Prospective study of epilepsy center inpatient admissions with suspected PNES. Patients were randomized to undergo suggestive induction first (group A) and then, if necessary, long‐term video–electroencephalography (EEG) monitoring, or vice versa (group B). Diagnostic pathways were compared. Potential clinical predictors for diagnostic success were evaluated.
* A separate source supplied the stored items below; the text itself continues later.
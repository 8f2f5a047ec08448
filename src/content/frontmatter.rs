//! Front-matter parsing and validation

use chrono::{DateTime, NaiveDate, NaiveDateTime};
use indexmap::IndexMap;
use serde::{Deserialize, Deserializer, Serialize};
use thiserror::Error;

/// Custom deserializer that handles both a single string and a list of strings
fn string_or_vec<'de, D>(deserializer: D) -> Result<Vec<String>, D::Error>
where
    D: Deserializer<'de>,
{
    use serde::de::{self, SeqAccess, Visitor};
    use std::fmt;

    struct StringOrVec;

    impl<'de> Visitor<'de> for StringOrVec {
        type Value = Vec<String>;

        fn expecting(&self, formatter: &mut fmt::Formatter) -> fmt::Result {
            formatter.write_str("a string or a list of strings")
        }

        fn visit_str<E>(self, value: &str) -> Result<Self::Value, E>
        where
            E: de::Error,
        {
            Ok(vec![value.to_string()])
        }

        fn visit_seq<S>(self, mut seq: S) -> Result<Self::Value, S::Error>
        where
            S: SeqAccess<'de>,
        {
            let mut vec = Vec::new();
            while let Some(item) = seq.next_element::<String>()? {
                vec.push(item);
            }
            Ok(vec)
        }

        fn visit_none<E>(self) -> Result<Self::Value, E>
        where
            E: de::Error,
        {
            Ok(Vec::new())
        }

        fn visit_unit<E>(self) -> Result<Self::Value, E>
        where
            E: de::Error,
        {
            Ok(Vec::new())
        }
    }

    let tags = deserializer.deserialize_any(StringOrVec)?;
    Ok(tags
        .into_iter()
        .map(|t| t.trim().to_string())
        .filter(|t| !t.is_empty())
        .collect())
}

/// Accepts any YAML scalar for the date so that `date: 2024` does not sink the
/// whole block; validation decides whether the value is usable.
fn optional_scalar<'de, D>(deserializer: D) -> Result<Option<String>, D::Error>
where
    D: Deserializer<'de>,
{
    use serde::de::{self, Visitor};
    use std::fmt;

    struct Scalar;

    impl<'de> Visitor<'de> for Scalar {
        type Value = Option<String>;

        fn expecting(&self, formatter: &mut fmt::Formatter) -> fmt::Result {
            formatter.write_str("a date string")
        }

        fn visit_str<E: de::Error>(self, value: &str) -> Result<Self::Value, E> {
            Ok(Some(value.to_string()))
        }

        fn visit_i64<E: de::Error>(self, value: i64) -> Result<Self::Value, E> {
            Ok(Some(value.to_string()))
        }

        fn visit_u64<E: de::Error>(self, value: u64) -> Result<Self::Value, E> {
            Ok(Some(value.to_string()))
        }

        fn visit_f64<E: de::Error>(self, value: f64) -> Result<Self::Value, E> {
            Ok(Some(value.to_string()))
        }

        fn visit_none<E: de::Error>(self) -> Result<Self::Value, E> {
            Ok(None)
        }

        fn visit_unit<E: de::Error>(self) -> Result<Self::Value, E> {
            Ok(None)
        }
    }

    deserializer.deserialize_any(Scalar)
}

/// Raw front-matter block as authored at the top of a post
#[derive(Debug, Clone, Default, PartialEq, Serialize, Deserialize)]
#[serde(default)]
pub struct FrontMatter {
    pub title: Option<String>,
    pub description: Option<String>,
    #[serde(deserialize_with = "optional_scalar")]
    pub date: Option<String>,
    #[serde(deserialize_with = "string_or_vec")]
    pub tags: Vec<String>,

    /// Fields the registry does not interpret
    #[serde(flatten)]
    pub extra: IndexMap<String, serde_yaml::Value>,
}

/// Validated metadata of an accepted post
#[derive(Debug, Clone, PartialEq, Eq, Serialize)]
pub struct PostFrontmatter {
    pub title: String,
    #[serde(skip_serializing_if = "Option::is_none")]
    pub description: Option<String>,
    /// The date exactly as authored
    pub date: String,
    pub tags: Vec<String>,
}

/// Why a front-matter block cannot describe a post
#[derive(Debug, Clone, PartialEq, Eq, Error)]
pub enum MetadataError {
    #[error("front-matter has no date")]
    MissingDate,

    #[error("front-matter date {0:?} is not an ISO-8601 date")]
    InvalidDate(String),

    #[error("front-matter block is not valid YAML: {0}")]
    InvalidFrontMatter(String),
}

impl FrontMatter {
    /// Split a source file into its front-matter and body.
    ///
    /// Returns `Ok(None)` when the file has no `---` block. A block that does
    /// not deserialize is an `InvalidFrontMatter` error, and the body is then
    /// the whole file.
    pub fn parse(content: &str) -> (Result<Option<Self>, MetadataError>, &str) {
        let content = content.trim_start_matches('\u{feff}').trim_start();

        let Some((yaml, body)) = split_block(content) else {
            return (Ok(None), content);
        };

        if yaml.trim().is_empty() {
            return (Ok(Some(FrontMatter::default())), body);
        }

        match serde_yaml::from_str::<FrontMatter>(yaml) {
            Ok(fm) => (Ok(Some(fm)), body),
            Err(e) => {
                tracing::warn!("Failed to parse YAML front-matter: {}", e);
                (Err(MetadataError::InvalidFrontMatter(e.to_string())), content)
            }
        }
    }

    /// Normalize into the metadata of an accepted post.
    ///
    /// `fallback_title` is used when the block has no title.
    pub fn validate(
        &self,
        fallback_title: &str,
    ) -> Result<(PostFrontmatter, NaiveDateTime), MetadataError> {
        let date = self
            .date
            .as_deref()
            .map(str::trim)
            .filter(|d| !d.is_empty())
            .ok_or(MetadataError::MissingDate)?;

        let published =
            parse_date_string(date).ok_or_else(|| MetadataError::InvalidDate(date.to_string()))?;

        let title = self
            .title
            .as_deref()
            .map(str::trim)
            .filter(|t| !t.is_empty())
            .unwrap_or(fallback_title)
            .to_string();

        let description = self
            .description
            .as_deref()
            .map(str::trim)
            .filter(|d| !d.is_empty())
            .map(str::to_string);

        let frontmatter = PostFrontmatter {
            title,
            description,
            date: date.to_string(),
            tags: self.tags.clone(),
        };

        Ok((frontmatter, published))
    }
}

/// Locate a `---` delimited block at the start of `content`
fn split_block(content: &str) -> Option<(&str, &str)> {
    let rest = content.strip_prefix("---")?;
    let rest = rest
        .strip_prefix("\r\n")
        .or_else(|| rest.strip_prefix('\n'))?;

    let mut offset = 0;
    for line in rest.split_inclusive('\n') {
        if line.trim_end() == "---" {
            let body = &rest[offset + line.len()..];
            return Some((&rest[..offset], body.trim_start_matches(['\n', '\r'])));
        }
        offset += line.len();
    }

    None
}

/// Parse an ISO-8601 date or date-time
pub fn parse_date_string(s: &str) -> Option<NaiveDateTime> {
    let s = s.trim();

    if let Ok(dt) = DateTime::parse_from_rfc3339(s) {
        return Some(dt.naive_utc());
    }

    let datetime_formats = [
        "%Y-%m-%dT%H:%M:%S%.f",
        "%Y-%m-%dT%H:%M:%S",
        "%Y-%m-%dT%H:%M",
        "%Y-%m-%d %H:%M:%S",
        "%Y-%m-%d %H:%M",
    ];
    for fmt in datetime_formats {
        if let Ok(dt) = NaiveDateTime::parse_from_str(s, fmt) {
            return Some(dt);
        }
    }

    NaiveDate::parse_from_str(s, "%Y-%m-%d")
        .ok()
        .and_then(|d| d.and_hms_opt(0, 0, 0))
}

#[cfg(test)]
mod tests {
    use super::*;

    #[test]
    fn test_parse_yaml_frontmatter() {
        let content = r#"---
title: Building a Blog with MDX
description: Step-by-step guide
date: 2024-04-04
tags:
  - mdx
  - blog
---

This is the content.
"#;

        let (fm, body) = FrontMatter::parse(content);
        let fm = fm.unwrap().unwrap();
        assert_eq!(fm.title.as_deref(), Some("Building a Blog with MDX"));
        assert_eq!(fm.date.as_deref(), Some("2024-04-04"));
        assert_eq!(fm.tags, vec!["mdx", "blog"]);
        assert_eq!(body, "This is the content.\n");
    }

    #[test]
    fn test_no_frontmatter() {
        let (fm, body) = FrontMatter::parse("# Just a heading\n\nText.");
        assert_eq!(fm, Ok(None));
        assert!(body.starts_with("# Just a heading"));
    }

    #[test]
    fn test_unclosed_block_is_content() {
        let (fm, body) = FrontMatter::parse("---\ntitle: Open\n\nNo closing line.");
        assert_eq!(fm, Ok(None));
        assert!(body.contains("No closing line."));
    }

    #[test]
    fn test_empty_block_is_present_but_blank() {
        let (fm, body) = FrontMatter::parse("---\n---\nBody");
        assert_eq!(fm, Ok(Some(FrontMatter::default())));
        assert_eq!(body, "Body");
    }

    #[test]
    fn test_prose_between_rules_is_invalid_frontmatter() {
        let content = r#"---
Some random text between two horizontal rules.
---
More content here.
"#;

        let (fm, body) = FrontMatter::parse(content);
        assert!(matches!(fm, Err(MetadataError::InvalidFrontMatter(_))));
        assert!(body.contains("Some random text"));
    }

    #[test]
    fn test_broken_yaml_is_reported() {
        let content = "---\ntitle: Broken\ndate: 2024-01-01\ntags: {a: 1}\n---\nBody\n";
        let (fm, body) = FrontMatter::parse(content);
        let Err(MetadataError::InvalidFrontMatter(message)) = fm else {
            panic!("expected an invalid front-matter error, got {:?}", fm);
        };
        assert!(!message.is_empty());
        assert!(body.starts_with("---"));
    }

    #[test]
    fn test_single_string_tag_and_extra_fields() {
        let content = "---\ntitle: One\ndate: 2024-01-15\ntags: Notes\ndraft: true\n---\n";
        let (fm, _) = FrontMatter::parse(content);
        let fm = fm.unwrap().unwrap();
        assert_eq!(fm.tags, vec!["Notes"]);
        assert_eq!(fm.extra.get("draft"), Some(&serde_yaml::Value::Bool(true)));
    }

    #[test]
    fn test_crlf_line_endings() {
        let content = "---\r\ntitle: Windows\r\ndate: 2024-02-20\r\n---\r\nBody\r\n";
        let (fm, body) = FrontMatter::parse(content);
        assert_eq!(fm.unwrap().unwrap().date.as_deref(), Some("2024-02-20"));
        assert_eq!(body, "Body\r\n");
    }

    #[test]
    fn test_validate_missing_date() {
        let fm = FrontMatter {
            title: Some("No date".to_string()),
            ..Default::default()
        };
        assert_eq!(fm.validate("no-date"), Err(MetadataError::MissingDate));

        let blank = FrontMatter {
            date: Some("   ".to_string()),
            ..Default::default()
        };
        assert_eq!(blank.validate("blank"), Err(MetadataError::MissingDate));
    }

    #[test]
    fn test_validate_invalid_date() {
        let fm = FrontMatter {
            date: Some("last tuesday".to_string()),
            ..Default::default()
        };
        assert_eq!(
            fm.validate("x"),
            Err(MetadataError::InvalidDate("last tuesday".to_string()))
        );
    }

    #[test]
    fn test_validate_falls_back_to_slug_title() {
        let fm = FrontMatter {
            date: Some("2024-03-15".to_string()),
            description: Some("  ".to_string()),
            ..Default::default()
        };
        let (meta, published) = fm.validate("advanced-react-patterns").unwrap();
        assert_eq!(meta.title, "advanced-react-patterns");
        assert_eq!(meta.description, None);
        assert!(meta.tags.is_empty());
        assert_eq!(published.format("%Y-%m-%d").to_string(), "2024-03-15");
    }

    #[test]
    fn test_parse_date_formats() {
        let day = parse_date_string("2024-01-15").unwrap();
        assert_eq!(day.format("%Y-%m-%d %H:%M").to_string(), "2024-01-15 00:00");

        let local = parse_date_string("2024-01-15 10:30:00").unwrap();
        assert_eq!(local.format("%H:%M").to_string(), "10:30");

        let zoned = parse_date_string("2024-01-15T10:30:00+02:00").unwrap();
        assert_eq!(zoned.format("%H:%M").to_string(), "08:30");

        assert!(parse_date_string("15/01/2024").is_none());
    }

    #[test]
    fn test_numeric_date_survives_deserialization() {
        let (fm, _) = FrontMatter::parse("---\ntitle: Year only\ndate: 2024\n---\n");
        let fm = fm.unwrap().unwrap();
        assert_eq!(fm.date.as_deref(), Some("2024"));
        assert_eq!(
            fm.validate("year-only"),
            Err(MetadataError::InvalidDate("2024".to_string()))
        );
    }
}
Length of in‐hospital stay did not significantly differ between groups. Suspicion of PNES was confirmed in 43 of 77 (56%) patients, evenly distributed between group A (22 of 39) and group B (21 of 38). In nine patients, recorded habitual seizures were epileptic and in 25 cases, no diagnostic event could be recorded. Diagnosis of PNES was ascertained primarily by recording a typical seizure through suggestive induction in 24 patients and through long‐term monitoring in 19 patients. In group A (induction first), monitoring was not deemed necessary in 21% of cases. In group B (monitoring first), 13% would have remained inconclusive without suggestive induction. Patients who reported triggers to their habitual seizures were not more likely to have spontaneous or provoked PNES during monitoring or suggestive inducion, respectively. Patients with subjective seizure prodromes (auras) were significantly more likely to have a PNES during suggestive induction than those without (odds ratio [OR] 3.4, 95% confidence interval [CI] 1.1‐10.4). There was no significant difference in seizure frequency between patients with spontaneous PNES during long‐term monitoring and those with nondiagnostic monitoring sessions.
Our results support the notion that suggestive seizure induction can reduce the number of inconclusive inpatient workups, and can obviate resource‐intensive long‐term monitoring in one fifth of cases. Patients who are aware of prodromes might have a higher chance of having seizures induced through suggestion.